Many of the proceeds of this growth have gone on enormous mansions in Atherton and Los Altos, but they have also trickled down to a greater extent than Mr Thiel appreciates. Just over a decade ago the median Californian household had an income 7% higher than the median American one. Now their income is 15% higher. The unemployment rate, relative to the national average, has fallen. So has poverty. And there is little to suggest that the decline in joblessness or poverty is caused by poor people leaving the state.
Mr Thiel also overstates tech’s costs. It is true that some of California’s politicians behave with nearly as much impunity as the Saudi elite. Yet anyone with a passing knowledge of Californian history knows that dirty dealing in politics long predates tech. San Francisco’s politics today is tame in comparison with the 1970s.
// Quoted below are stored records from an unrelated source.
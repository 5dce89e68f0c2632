// SPDX-License-Identifier: MPL-2.0
// This Source Code Form is subject to the terms of the Mozilla Public
// License, v. 2.0. If a copy of the MPL was not distributed with this
// file, You can obtain one at https://mozilla.org/MPL/2.0/.

//! Configuration for the controller and the RFCOMM transport.
//!
//! Both types deserialize from JSON with every field optional, so a config
//! file only needs to name what differs from the defaults.
//!
//! # Examples
//!
//! ```
//! use wearable_kit::config::WearableConfig;
//!
//! let config = WearableConfig::from_json(r#"{ "name": "wV3_0E0039AF" }"#).unwrap();
//! assert_eq!(config.name, "wV3_0E0039AF");
//! assert!(config.sensor_events);
//!
//! let config = WearableConfig::new("wearable").with_pattern("^wearable");
//! assert_eq!(config.pattern.as_deref(), Some("^wearable"));
//! ```

use std::time::Duration;

use serde::{Deserialize, Serialize};

use crate::discovery::NamePattern;
use crate::error::ConfigError;

/// Device name used when none is configured.
pub const DEFAULT_DEVICE_NAME: &str = "wV3";

/// RFCOMM channel used by the kit's serial profile.
pub const DEFAULT_CHANNEL: u8 = 1;

/// Default length of the discovery window in seconds.
pub const DEFAULT_DISCOVERY_SECS: u64 = 10;

/// Controller configuration.
#[derive(Debug, Clone, PartialEq, Eq, Serialize, Deserialize)]
#[serde(default)]
pub struct WearableConfig {
    /// Exact name of the kit to connect to.
    pub name: String,
    /// Regular expression filtering discovered names.
    ///
    /// When unset, any name containing [`name`](Self::name) (ignoring case)
    /// is accepted.
    pub pattern: Option<String>,
    /// Whether to derive `data:<sensor>` events from raw data.
    pub sensor_events: bool,
}

impl WearableConfig {
    /// Creates a configuration targeting `name`.
    #[must_use]
    pub fn new(name: impl Into<String>) -> Self {
        Self {
            name: name.into(),
            ..Self::default()
        }
    }

    /// Parses a configuration from JSON.
    ///
    /// # Errors
    ///
    /// Returns `ConfigError::Json` if the document is malformed.
    pub fn from_json(json: &str) -> Result<Self, ConfigError> {
        Ok(serde_json::from_str(json)?)
    }

    /// Sets the discovery name pattern.
    #[must_use]
    pub fn with_pattern(mut self, pattern: impl Into<String>) -> Self {
        self.pattern = Some(pattern.into());
        self
    }

    /// Enables or disables derived sensor events.
    #[must_use]
    pub fn with_sensor_events(mut self, enabled: bool) -> Self {
        self.sensor_events = enabled;
        self
    }

    /// Builds the discovery filter described by this configuration.
    ///
    /// # Errors
    ///
    /// Returns `ConfigError::InvalidPattern` if the pattern does not compile.
    pub fn name_pattern(&self) -> Result<NamePattern, ConfigError> {
        match &self.pattern {
            Some(pattern) => NamePattern::new(pattern),
            None => Ok(NamePattern::for_name(&self.name)),
        }
    }
}

impl Default for WearableConfig {
    fn default() -> Self {
        Self {
            name: DEFAULT_DEVICE_NAME.to_string(),
            pattern: None,
            sensor_events: true,
        }
    }
}

/// RFCOMM transport configuration.
#[derive(Debug, Clone, PartialEq, Eq, Serialize, Deserialize)]
#[serde(default)]
pub struct RfcommConfig {
    /// Bluetooth adapter name, e.g. `hci0`. The default adapter when unset.
    pub adapter: Option<String>,
    /// RFCOMM channel of the kit.
    pub channel: u8,
    /// How long discovery listens before reporting `Finished`.
    pub discovery_timeout_secs: u64,
}

impl RfcommConfig {
    /// Parses a configuration from JSON and validates it.
    ///
    /// # Errors
    ///
    /// Returns `ConfigError` if the document is malformed or a value is invalid.
    pub fn from_json(json: &str) -> Result<Self, ConfigError> {
        let config: Self = serde_json::from_str(json)?;
        config.validate()?;
        Ok(config)
    }

    /// Uses a specific adapter.
    #[must_use]
    pub fn with_adapter(mut self, adapter: impl Into<String>) -> Self {
        self.adapter = Some(adapter.into());
        self
    }

    /// Sets the RFCOMM channel.
    #[must_use]
    pub fn with_channel(mut self, channel: u8) -> Self {
        self.channel = channel;
        self
    }

    /// Sets the discovery window.
    #[must_use]
    pub fn with_discovery_timeout(mut self, timeout: Duration) -> Self {
        self.discovery_timeout_secs = timeout.as_secs();
        self
    }

    /// Returns the discovery window.
    #[must_use]
    pub fn discovery_timeout(&self) -> Duration {
        Duration::from_secs(self.discovery_timeout_secs)
    }

    /// Checks value ranges.
    ///
    /// # Errors
    ///
    /// Returns `ConfigError::InvalidValue` for a channel outside 1-30 or an
    /// empty discovery window.
    pub fn validate(&self) -> Result<(), ConfigError> {
        if !(1..=30).contains(&self.channel) {
            return Err(ConfigError::InvalidValue {
                field: "channel".to_string(),
                message: format!("{} is not between 1 and 30", self.channel),
            });
        }
        if self.discovery_timeout_secs == 0 {
            return Err(ConfigError::InvalidValue {
                field: "discovery_timeout_secs".to_string(),
                message: "must be greater than zero".to_string(),
            });
        }
        Ok(())
    }
}

impl Default for RfcommConfig {
    fn default() -> Self {
        Self {
            adapter: None,
            channel: DEFAULT_CHANNEL,
            discovery_timeout_secs: DEFAULT_DISCOVERY_SECS,
        }
    }
}

#[cfg(test)]
mod tests {
    use super::*;

    #[test]
    fn wearable_defaults() {
        let config = WearableConfig::default();
        assert_eq!(config.name, "wV3");
        assert_eq!(config.pattern, None);
        assert!(config.sensor_events);
    }

    #[test]
    fn wearable_from_empty_json() {
        let config = WearableConfig::from_json("{}").unwrap();
        assert_eq!(config, WearableConfig::default());
    }

    #[test]
    fn wearable_from_json_overrides() {
        let config =
            WearableConfig::from_json(r#"{"name":"wearable","sensor_events":false}"#).unwrap();
        assert_eq!(config.name, "wearable");
        assert!(!config.sensor_events);
    }

    #[test]
    fn wearable_malformed_json() {
        assert!(matches!(
            WearableConfig::from_json("{name"),
            Err(ConfigError::Json(_))
        ));
    }

    #[test]
    fn default_pattern_follows_name() {
        let pattern = WearableConfig::new("wV3").name_pattern().unwrap();
        assert!(pattern.matches("WV3_0E0039AF"));
    }

    #[test]
    fn explicit_pattern_is_used() {
        let pattern = WearableConfig::new("wV3_0E0039AF")
            .with_pattern("^wv3")
            .name_pattern()
            .unwrap();
        assert!(pattern.matches("wV3_1234"));
        assert!(!pattern.matches("old wV3"));
    }

    #[test]
    fn rfcomm_defaults() {
        let config = RfcommConfig::default();
        assert_eq!(config.channel, 1);
        assert_eq!(config.discovery_timeout(), Duration::from_secs(10));
        assert!(config.validate().is_ok());
    }

    #[test]
    fn rfcomm_rejects_bad_channel() {
        let err = RfcommConfig::from_json(r#"{"channel":0}"#).unwrap_err();
        assert!(matches!(err, ConfigError::InvalidValue { ref field, .. } if field == "channel"));
    }

    #[test]
    fn rfcomm_rejects_zero_timeout() {
        let config = RfcommConfig::default().with_discovery_timeout(Duration::from_millis(10));
        assert!(config.validate().is_err());
    }

    #[test]
    fn rfcomm_builder() {
        let config = RfcommConfig::default()
            .with_adapter("hci1")
            .with_channel(3)
            .with_discovery_timeout(Duration::from_secs(4));
        assert_eq!(config.adapter.as_deref(), Some("hci1"));
        assert_eq!(config.channel, 3);
        assert_eq!(config.discovery_timeout_secs, 4);
    }
}
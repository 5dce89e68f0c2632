// SPDX-License-Identifier: MPL-2.0
// This Source Code Form is subject to the terms of the Mozilla Public
// License, v. 2.0. If a copy of the MPL was not distributed with this
// file, You can obtain one at https://mozilla.org/MPL/2.0/.

//! High-level controller for a wearable kit.
//!
//! [`Wearable`] drives discovery, connection and commands over any
//! [`Transport`], and turns transport notifications into
//! [`WearableEvent`]s.

mod builder;

pub use builder::WearableBuilder;

use parking_lot::RwLock;
use tokio::sync::Mutex;

use crate::command::{Command, LedCommand, MusicCommand, SensorCommand};
use crate::discovery::{DiscoveredDevice, NamePattern};
use crate::error::Error;
use crate::event::{EventBus, WearableEvent};
use crate::state::{ConnectionPhase, ControllerState};
use crate::subscription::{CallbackRegistry, Subscribable, SubscriptionId};
use crate::telemetry::{SensorReading, SensorSnapshot};
use crate::transport::{Notifications, Transport, TransportEvent};
use crate::types::{Axis, Intensity, LedColor, Sensor, Track};

/// A wearable kit reachable over a serial transport.
///
/// The controller owns its transport. Transport notifications are consumed
/// by [`run`](Self::run) (or [`process_pending`](Self::process_pending)),
/// which must be polled for discovery to lead to a connection and for
/// incoming data to be delivered.
///
/// # Examples
///
/// ```no_run
/// # #[cfg(feature = "rfcomm")]
/// # async fn example() -> wearable_kit::Result<()> {
/// use wearable_kit::config::RfcommConfig;
/// use wearable_kit::transport::{RfcommTransport, notification_channel};
/// use wearable_kit::{Wearable, WearableEvent};
///
/// let (notifier, notifications) = notification_channel();
/// let transport = RfcommTransport::new(RfcommConfig::default(), notifier).await?;
/// let kit = Wearable::builder(transport, notifications).with_name("wV3").build()?;
///
/// let mut events = kit.subscribe();
/// kit.find_device().await?;
///
/// tokio::select! {
///     () = kit.run() => {}
///     _ = async {
///         while let Ok(event) = events.recv().await {
///             if event == WearableEvent::Connected {
///                 kit.led_on(Some("red"), None).await?;
///                 break;
///             }
///         }
///         Ok::<_, wearable_kit::Error>(())
///     } => {}
/// }
/// # Ok(())
/// # }
/// ```
pub struct Wearable<T: Transport> {
    transport: T,
    notifications: Mutex<Notifications>,
    state: RwLock<ControllerState>,
    pattern: NamePattern,
    sensor_events: bool,
    callbacks: CallbackRegistry,
    events: EventBus,
}
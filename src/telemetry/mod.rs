// SPDX-License-Identifier: MPL-2.0
// This Source Code Form is subject to the terms of the Mozilla Public
// License, v. 2.0. If a copy of the MPL was not distributed with this
// file, You can obtain one at https://mozilla.org/MPL/2.0/.

//! Sensor telemetry derived from raw kit replies.
//!
//! The kit answers sensor queries with plain text and nothing in a reply
//! says which query it answers. The controller therefore attributes each
//! reply to the most recent query it sent and, when enabled, emits an extra
//! `data:<sensor>` event carrying a [`SensorReading`]. Interleaved queries
//! will be misattributed; there are no sequence numbers to do better.
//!
//! The generic `data` event is always emitted first and carries the reply
//! verbatim.

mod sensor_parser;
mod snapshot;

pub use sensor_parser::{SensorReading, parse_value};
pub use snapshot::{AccelerometerSample, SensorSnapshot};
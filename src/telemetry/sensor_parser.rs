// SPDX-License-Identifier: MPL-2.0
// This Source Code Form is subject to the terms of the Mozilla Public
// License, v. 2.0. If a copy of the MPL was not distributed with this
// file, You can obtain one at https://mozilla.org/MPL/2.0/.

//! Parser turning raw kit replies into sensor readings.

use chrono::{DateTime, Utc};
use serde::{Deserialize, Serialize};

use crate::types::Sensor;

/// A reply attributed to a sensor query.
///
/// The attribution is the most recent query sent before the reply arrived,
/// so it is only reliable when queries are not interleaved.
///
/// # Examples
///
/// ```
/// use wearable_kit::telemetry::SensorReading;
/// use wearable_kit::types::Sensor;
///
/// let reading = SensorReading::parse(Sensor::Temperature, "T:23.5\r\n");
/// assert_eq!(reading.value, Some(23.5));
/// assert_eq!(reading.raw, "T:23.5\r\n");
/// ```
#[derive(Debug, Clone, PartialEq, Serialize, Deserialize)]
pub struct SensorReading {
    /// The sensor the reply is attributed to.
    pub sensor: Sensor,
    /// The decoded reply, verbatim.
    pub raw: String,
    /// First number found in the reply, if any.
    pub value: Option<f64>,
    /// When the reply was received.
    pub received_at: DateTime<Utc>,
}

impl SensorReading {
    /// Builds a reading from a decoded reply, stamped with the current time.
    #[must_use]
    pub fn parse(sensor: Sensor, raw: &str) -> Self {
        Self {
            sensor,
            raw: raw.to_string(),
            value: parse_value(raw),
            received_at: Utc::now(),
        }
    }

    /// Returns the `data:<sensor>` event name for this reading.
    #[must_use]
    pub fn event_name(&self) -> String {
        format!("data:{}", self.sensor.name())
    }
}

/// Extracts the first decimal number from a reply.
///
/// # Examples
///
/// ```
/// use wearable_kit::telemetry::parse_value;
///
/// assert_eq!(parse_value("512"), Some(512.0));
/// assert_eq!(parse_value("X=-3.25;"), Some(-3.25));
/// assert_eq!(parse_value("OK"), None);
/// ```
#[must_use]
pub fn parse_value(raw: &str) -> Option<f64> {
    raw.split(|c: char| !(c.is_ascii_digit() || matches!(c, '.' | '-' | '+')))
        .filter(|token| token.chars().any(|c| c.is_ascii_digit()))
        .find_map(|token| token.parse::<f64>().ok())
}

#[cfg(test)]
mod tests {
    use super::*;
    use crate::types::Axis;

    #[test]
    fn parse_plain_number() {
        assert_eq!(parse_value("23"), Some(23.0));
        assert_eq!(parse_value(" 23.75\n"), Some(23.75));
    }

    #[test]
    fn parse_labelled_number() {
        assert_eq!(parse_value("TEMP:21.5C"), Some(21.5));
        assert_eq!(parse_value("lum=800"), Some(800.0));
    }

    #[test]
    fn parse_negative_number() {
        assert_eq!(parse_value("-12"), Some(-12.0));
    }

    #[test]
    fn parse_takes_first_number() {
        assert_eq!(parse_value("10,20,30"), Some(10.0));
    }

    #[test]
    fn parse_without_number() {
        assert_eq!(parse_value(""), None);
        assert_eq!(parse_value("---"), None);
        assert_eq!(parse_value("ready"), None);
    }

    #[test]
    fn reading_event_name() {
        let reading = SensorReading::parse(Sensor::Accelerometer(Axis::X), "5");
        assert_eq!(reading.event_name(), "data:accelerometer");
        assert_eq!(reading.value, Some(5.0));
    }

    #[test]
    fn reading_keeps_raw_text() {
        let reading = SensorReading::parse(Sensor::Luminosity, "dark");
        assert_eq!(reading.raw, "dark");
        assert_eq!(reading.value, None);
    }
}
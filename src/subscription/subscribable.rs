// SPDX-License-Identifier: MPL-2.0
// This Source Code Form is subject to the terms of the Mozilla Public
// License, v. 2.0. If a copy of the MPL was not distributed with this
// file, You can obtain one at https://mozilla.org/MPL/2.0/.

//! Subscribable trait for types that emit wearable events.

use crate::discovery::DiscoveredDevice;
use crate::event::WearableEvent;
use crate::subscription::SubscriptionId;
use crate::telemetry::SensorReading;

/// Trait for types that support event subscriptions.
///
/// One registration method per event kind, plus [`on_event`](Self::on_event)
/// for listeners keying on [`WearableEvent::name`].
///
/// # Examples
///
/// ```no_run
/// use wearable_kit::subscription::Subscribable;
/// use wearable_kit::transport::Transport;
/// use wearable_kit::Wearable;
///
/// fn log_everything<T: Transport>(kit: &Wearable<T>) {
///     kit.on_connected(|| println!("Wearable is connected!"));
///     kit.on_error(|message| eprintln!("{message}"));
///     kit.on_sensor_data(|reading| {
///         println!("{} is {:?}", reading.sensor, reading.value);
///     });
/// }
/// ```
pub trait Subscribable {
    /// Subscribes to the end of a discovery that matched devices.
    fn on_found<F>(&self, callback: F) -> SubscriptionId
    where
        F: Fn(&[DiscoveredDevice]) + Send + Sync + 'static;

    /// Subscribes to connection events.
    fn on_connected<F>(&self, callback: F) -> SubscriptionId
    where
        F: Fn() + Send + Sync + 'static;

    /// Subscribes to disconnection events.
    fn on_disconnected<F>(&self, callback: F) -> SubscriptionId
    where
        F: Fn() + Send + Sync + 'static;

    /// Subscribes to error messages.
    fn on_error<F>(&self, callback: F) -> SubscriptionId
    where
        F: Fn(&str) + Send + Sync + 'static;

    /// Subscribes to raw decoded data.
    fn on_data<F>(&self, callback: F) -> SubscriptionId
    where
        F: Fn(&str) + Send + Sync + 'static;

    /// Subscribes to `data:<sensor>` readings.
    fn on_sensor_data<F>(&self, callback: F) -> SubscriptionId
    where
        F: Fn(&SensorReading) + Send + Sync + 'static;

    /// Subscribes to every event.
    fn on_event<F>(&self, callback: F) -> SubscriptionId
    where
        F: Fn(&WearableEvent) + Send + Sync + 'static;

    /// Unsubscribes a callback by its subscription ID.
    ///
    /// Returns `true` if the subscription was found and removed.
    fn unsubscribe(&self, id: SubscriptionId) -> bool;
}
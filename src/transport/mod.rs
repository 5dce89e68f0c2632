// SPDX-License-Identifier: MPL-2.0
// This Source Code Form is subject to the terms of the Mozilla Public
// License, v. 2.0. If a copy of the MPL was not distributed with this
// file, You can obtain one at https://mozilla.org/MPL/2.0/.

//! Serial transports for talking to wearable kits.
//!
//! A [`Transport`] is the Bluetooth serial binding underneath the
//! [`Wearable`](crate::Wearable) controller. Requests (discover, connect,
//! write, ...) are async methods; everything the transport observes on its
//! own is reported as a [`TransportEvent`] through a [`Notifier`].
//!
//! # Transports
//!
//! - `RfcommTransport` (feature `rfcomm`): Bluetooth Classic RFCOMM through BlueZ
//!
//! Any other binding, including test doubles, only needs to implement
//! [`Transport`] and push its notifications through the [`Notifier`] created
//! alongside the controller's [`Notifications`].
//!
//! # Examples
//!
//! ```
//! use wearable_kit::transport::{TransportEvent, notification_channel};
//!
//! let (notifier, mut notifications) = notification_channel();
//! notifier.notify(TransportEvent::Finished);
//!
//! assert_eq!(notifications.try_recv().ok(), Some(TransportEvent::Finished));
//! ```

#[cfg(feature = "rfcomm")]
mod rfcomm;

#[cfg(feature = "rfcomm")]
pub use rfcomm::RfcommTransport;

use tokio::sync::mpsc;

use crate::error::TransportError;

/// Something the transport observed and reports to the controller.
#[derive(Debug, Clone, PartialEq, Eq)]
pub enum TransportEvent {
    /// A device was seen during discovery.
    Found {
        /// Bluetooth address of the device.
        address: String,
        /// Advertised name of the device.
        name: String,
    },
    /// The discovery phase ended.
    Finished,
    /// Raw bytes arrived on the open connection.
    Data(Vec<u8>),
    /// The remote side closed the connection.
    Closed,
    /// The transport failed outside of a request.
    Failure(String),
}

/// Receiving end of transport notifications, owned by the controller.
pub type Notifications = mpsc::UnboundedReceiver<TransportEvent>;

/// Sending end of transport notifications, owned by the transport.
#[derive(Debug, Clone)]
pub struct Notifier {
    sender: mpsc::UnboundedSender<TransportEvent>,
}

impl Notifier {
    /// Reports an event to the controller.
    ///
    /// Events sent after the controller was dropped are discarded.
    pub fn notify(&self, event: TransportEvent) {
        if self.sender.send(event).is_err() {
            tracing::trace!("Dropping transport event, controller is gone");
        }
    }

    /// Returns `true` if the controller side has been dropped.
    #[must_use]
    pub fn is_closed(&self) -> bool {
        self.sender.is_closed()
    }
}

/// Creates a connected notifier/notifications pair.
#[must_use]
pub fn notification_channel() -> (Notifier, Notifications) {
    let (sender, receiver) = mpsc::unbounded_channel();
    (Notifier { sender }, receiver)
}

/// Trait for serial bindings that can reach a wearable kit.
///
/// Implementations must not report [`TransportEvent::Closed`] for a close
/// requested through [`Transport::close`]; that notification is reserved for
/// the remote side going away.
#[allow(async_fn_in_trait)]
pub trait Transport {
    /// Starts device discovery.
    ///
    /// Returns once discovery is running. Devices are reported as
    /// [`TransportEvent::Found`] and the end of discovery as
    /// [`TransportEvent::Finished`].
    ///
    /// # Errors
    ///
    /// Returns `TransportError` if discovery cannot be started.
    async fn start_discovery(&self) -> Result<(), TransportError>;

    /// Resolves the serial channel offered at `address`.
    ///
    /// # Errors
    ///
    /// Returns `TransportError` if no channel can be found.
    async fn find_channel(&self, address: &str) -> Result<u8, TransportError>;

    /// Opens a serial connection to `address` on `channel`.
    ///
    /// # Errors
    ///
    /// Returns `TransportError` if the connection cannot be established.
    async fn connect(&self, address: &str, channel: u8) -> Result<(), TransportError>;

    /// Closes the connection, if any. Safe to call when already closed.
    async fn close(&self);

    /// Writes raw bytes to the open connection.
    ///
    /// # Errors
    ///
    /// Returns `TransportError` if the connection is not open or the write fails.
    async fn write(&self, bytes: &[u8]) -> Result<(), TransportError>;

    /// Returns `true` while the connection is open.
    fn is_open(&self) -> bool;
}

#[cfg(test)]
mod tests {
    use super::*;

    #[test]
    fn notifications_preserve_order() {
        let (notifier, mut notifications) = notification_channel();
        notifier.notify(TransportEvent::Found {
            address: "AA:BB:CC:DD:EE:FF".to_string(),
            name: "wV3".to_string(),
        });
        notifier.notify(TransportEvent::Data(b"23.5".to_vec()));
        notifier.notify(TransportEvent::Finished);

        assert!(matches!(
            notifications.try_recv(),
            Ok(TransportEvent::Found { .. })
        ));
        assert_eq!(
            notifications.try_recv().ok(),
            Some(TransportEvent::Data(b"23.5".to_vec()))
        );
        assert_eq!(notifications.try_recv().ok(), Some(TransportEvent::Finished));
        assert!(notifications.try_recv().is_err());
    }

    #[test]
    fn notify_after_receiver_dropped_is_ignored() {
        let (notifier, notifications) = notification_channel();
        drop(notifications);

        assert!(notifier.is_closed());
        notifier.notify(TransportEvent::Closed);
    }
}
It is similarly hard to blame tech for California’s housing market. The ratio of California’s average house price to America’s is much lower than in the mid-2000s. Meanwhile, California’s anti-building rules, the cause of sky-high prices, emerged with the environmentalist movement of the 1970s, not Mark Zuckerberg and Elon Musk. There is a lot to dislike about Big Tech, but it is not as malign as Mr Thiel believes. ?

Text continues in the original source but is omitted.